As you drive VT-100 north to nowhere in particular, the eyes are caught, the heart leaps up, and something nearly holy happens in the mind. The world is suddenly larger and more colorfully diverse than we knew. And we grow quietly ashamed that we have thought of God in monochrome, in categories that we can comprehend. I’ve sometimes wondered if more people have been brought to faith by a brilliant, red-orange flame of maples on what Yankees call “the most beautiful road in America” than some sermons I have preached in solemn temples made of stone.
There may be atheists who can look upon such glory completely unmoved—who see only the accidental mix of moisture, soil, and anthocyanins—wondering at what diner they will stop for lunch. But then, atheists rarely go on pilgrimage: by definition, most are not seeking experiences that baffle the eye and overturn established understandings. A pilgrimage is always a deliberate choice to unsettle one’s world—to look for holy in what’s new and unfamiliar.
Driving VT-100 north has been a joy denied me for the last 25 Octobers. In the wisdom of unbreakable tradition, the church’s Annual Council always falls at just the time the hills are bursting into color. But I have often secretly been elsewhere while I’ve sat among the brethren, my mind alight with memories of joys for which there are no words. Even a major policy change can pale by comparison to magenta mixed with gold, backlit by shades of marigold and honey. And I have found my faith restored, my trust confirmed in Him for whom the finest words will always fail. It is a grace to know, as only faith can know, that “the world is charged with the grandeur of God.”*
This is no lack of love between me and my church: I claim each truth we cherish, the mission we affirm, the love that moves across the body on so many Sabbath mornings. But I could wish my church was better at seeing color and diversity, that it could consciously embrace what it can never fully comprehend—the glorious mix of men and women from every race and culture; young and old; newcomers and long travelers. God is always bringing to us those His Spirit has been moving, whether they are flinty Anglos from the hills or gloriously attired Ghanaians moving rhythmically down the aisle to lift the morning offering. We are a richer, kinder, warmer people when the roof lifts off our greying sanctuaries and we glimpse what baffled even John the Revelator: “There was a great multitude that no one could count, from every nation, from all tribes and peoples and languages, standing before the throne and before the Lamb, robed in white, with palm branches in their hands” (Rev 7:9, NRSV).

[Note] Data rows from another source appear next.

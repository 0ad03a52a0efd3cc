//! Runtime configuration.
//!
//! Settings come from a flat `KEY=value` env file (by default
//! `~/.claude/.env`) plus command line overrides. The result is an explicit
//! [`StatuslineConfig`] record handed to the cache and notification
//! constructors, so nothing below `main` reads process-global state.

use crate::core::cache::TtlCache;
use crate::core::dirs::{get_default_cache_file, get_default_env_file, get_home_directory};
use crate::core::error::{Result, StatuslineError};
use std::collections::HashMap;
use std::fmt;
use std::path::{Path, PathBuf};
use std::time::Duration;

pub const GITHUB_TOKEN_KEY: &str = "GITHUB_TOKEN";
pub const SHOW_NOTIFICATIONS_KEY: &str = "SHOW_GITHUB_NOTIFICATIONS";
pub const CACHE_FILE_KEY: &str = "STATUSLINE_CACHE_FILE";
pub const CACHE_TTL_KEY: &str = "STATUSLINE_CACHE_TTL";
pub const API_URL_KEY: &str = "GITHUB_API_URL";

/// Value shipped in the sample env file; treated as "no token"
pub const PLACEHOLDER_TOKEN: &str = "your_github_token_here";
pub const DEFAULT_CACHE_TTL: Duration = Duration::from_secs(5 * 60);
pub const DEFAULT_API_URL: &str = "https://api.github.com";

/// Parsed `KEY=value` file
#[derive(Debug, Clone, Default, PartialEq)]
pub struct EnvFile {
    values: HashMap<String, String>,
}

impl EnvFile {
    /// Parse env file content. Blank lines, `#` comments and lines without
    /// `=` are skipped; keys and values are trimmed and the first `=` splits.
    pub fn parse(content: &str) -> Self {
        let values = content
            .lines()
            .map(str::trim)
            .filter(|line| !line.is_empty() && !line.starts_with('#'))
            .filter_map(|line| line.split_once('='))
            .map(|(key, value)| (key.trim().to_string(), value.trim().to_string()))
            .collect();

        Self { values }
    }

    /// Load an env file; a missing or unreadable file is an empty one
    pub fn load(path: &Path) -> Self {
        match std::fs::read_to_string(path) {
            Ok(content) => Self::parse(&content),
            Err(e) => {
                log::debug!("No env file at {}: {e}", path.display());
                Self::default()
            }
        }
    }

    pub fn get(&self, key: &str) -> Option<&str> {
        self.values.get(key).map(String::as_str)
    }
}

/// Command line overrides applied on top of the env file
#[derive(Debug, Clone, Default)]
pub struct ConfigOverrides {
    pub env_file: Option<PathBuf>,
    pub cache_file: Option<PathBuf>,
}

#[derive(Clone)]
pub struct StatuslineConfig {
    pub home_dir: Option<PathBuf>,
    pub env_file: Option<PathBuf>,
    pub cache_file: Option<PathBuf>,
    pub cache_ttl: Duration,
    pub github_token: Option<String>,
    pub show_notifications: bool,
    pub api_base_url: String,
}

impl StatuslineConfig {
    /// Resolve the home directory, read the env file and apply overrides.
    ///
    /// Never fails: a missing home directory only disables the features that
    /// need a default path.
    pub fn load(overrides: &ConfigOverrides) -> Self {
        let home_dir = match get_home_directory() {
            Ok(home) => Some(home),
            Err(e) => {
                log::warn!("{e}");
                None
            }
        };

        let env_file = overrides
            .env_file
            .clone()
            .or_else(|| home_dir.as_deref().map(get_default_env_file));
        let env = env_file
            .as_deref()
            .map(EnvFile::load)
            .unwrap_or_default();

        Self::from_parts(home_dir, env_file, &env, overrides)
    }

    pub fn from_parts(
        home_dir: Option<PathBuf>,
        env_file: Option<PathBuf>,
        env: &EnvFile,
        overrides: &ConfigOverrides,
    ) -> Self {
        let cache_file = overrides
            .cache_file
            .clone()
            .or_else(|| env.get(CACHE_FILE_KEY).filter(|v| !v.is_empty()).map(PathBuf::from))
            .or_else(|| home_dir.as_deref().map(get_default_cache_file));

        let cache_ttl = match env.get(CACHE_TTL_KEY) {
            Some(value) => parse_ttl(value).unwrap_or_else(|e| {
                log::warn!("{e}, using {}s", DEFAULT_CACHE_TTL.as_secs());
                DEFAULT_CACHE_TTL
            }),
            None => DEFAULT_CACHE_TTL,
        };

        let api_base_url = env
            .get(API_URL_KEY)
            .filter(|v| !v.is_empty())
            .unwrap_or(DEFAULT_API_URL)
            .trim_end_matches('/')
            .to_string();

        Self {
            home_dir,
            env_file,
            cache_file,
            cache_ttl,
            github_token: env.get(GITHUB_TOKEN_KEY).and_then(usable_token),
            show_notifications: env.get(SHOW_NOTIFICATIONS_KEY) == Some("true"),
            api_base_url,
        }
    }

    /// The notification cache, if a cache path could be resolved
    pub fn cache(&self) -> Option<TtlCache> {
        self.cache_file
            .as_ref()
            .map(|path| TtlCache::new(path, self.cache_ttl))
    }

    /// Home directory as a string for path shortening, empty when unknown
    pub fn home_dir_str(&self) -> String {
        self.home_dir
            .as_deref()
            .map(|home| home.to_string_lossy().into_owned())
            .unwrap_or_default()
    }
}

impl fmt::Debug for StatuslineConfig {
    fn fmt(&self, f: &mut fmt::Formatter<'_>) -> fmt::Result {
        f.debug_struct("StatuslineConfig")
            .field("home_dir", &self.home_dir)
            .field("env_file", &self.env_file)
            .field("cache_file", &self.cache_file)
            .field("cache_ttl", &self.cache_ttl)
            .field("github_token", &self.github_token.as_ref().map(|_| "[REDACTED]"))
            .field("show_notifications", &self.show_notifications)
            .field("api_base_url", &self.api_base_url)
            .finish()
    }
}

fn usable_token(token: &str) -> Option<String> {
    if token.is_empty() || token == PLACEHOLDER_TOKEN {
        None
    } else {
        Some(token.to_string())
    }
}

/// TTL in whole seconds
fn parse_ttl(value: &str) -> Result<Duration> {
    value
        .trim()
        .parse::<u64>()
        .map(Duration::from_secs)
        .map_err(|_| StatuslineError::invalid_config_value(CACHE_TTL_KEY, value))
}
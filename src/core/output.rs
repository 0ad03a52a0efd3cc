//! Unified output formatting utilities for consistent CLI presentation.
//!
//! The default command writes exactly one line to stdout, so anything that
//! is not the status line goes to stderr there. The interactive commands
//! (`noti`, `cache compact`) print human-readable reports to stdout.

use colored::*;

/// Print an error message to stderr, keeping stdout clean for the status line
///
/// # Format
/// ```text
/// ✕ <message>
/// ```
pub fn print_error(message: &str) {
    eprintln!("{} {}", "✕".red(), message);
}

/// Prints a section header followed by an underline of the same width
///
/// # Format
/// ```text
/// 🔔 GitHub Notifications
/// =======================
/// ```
pub fn print_section_header(header: &str) {
    println!("{}", header.bold());
    println!("{}", "=".repeat(header.chars().count()));
}

/// Formats and prints a success message with a green checkmark
pub fn print_success(message: &str) {
    println!("{} {}", "✅".green(), message);
}

/// Formats and prints a failure report with a red cross
pub fn print_failure(message: &str) {
    println!("{} {}", "❌".red(), message);
}

/// Formats and prints an informational message
pub fn print_info(message: &str) {
    println!("{message}");
}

The travelers on this journey to the kingdom appropriately bring with them both their culture and their heritage of faith—a faith that cannot be contained in those steepled white churches that huddle in the valleys of my homeland. To be an Adventist has always meant belonging to a pilgrim people—walking on the narrow way—even when the bends in the road take our breath away with either joy or challenge. Believing in a worldwide movement of faith and obedience requires that we regularly unsettle ourselves by welcoming both people and experiences we haven’t known before—affirming that God is working in places we have never been, and that He will aways do so.
And if you can’t drive northward in Vermont this month, at least walk across the aisle at church to hold and welcome all whom God is bringing. The colors and the cultures you embrace are only hints of glories yet to come.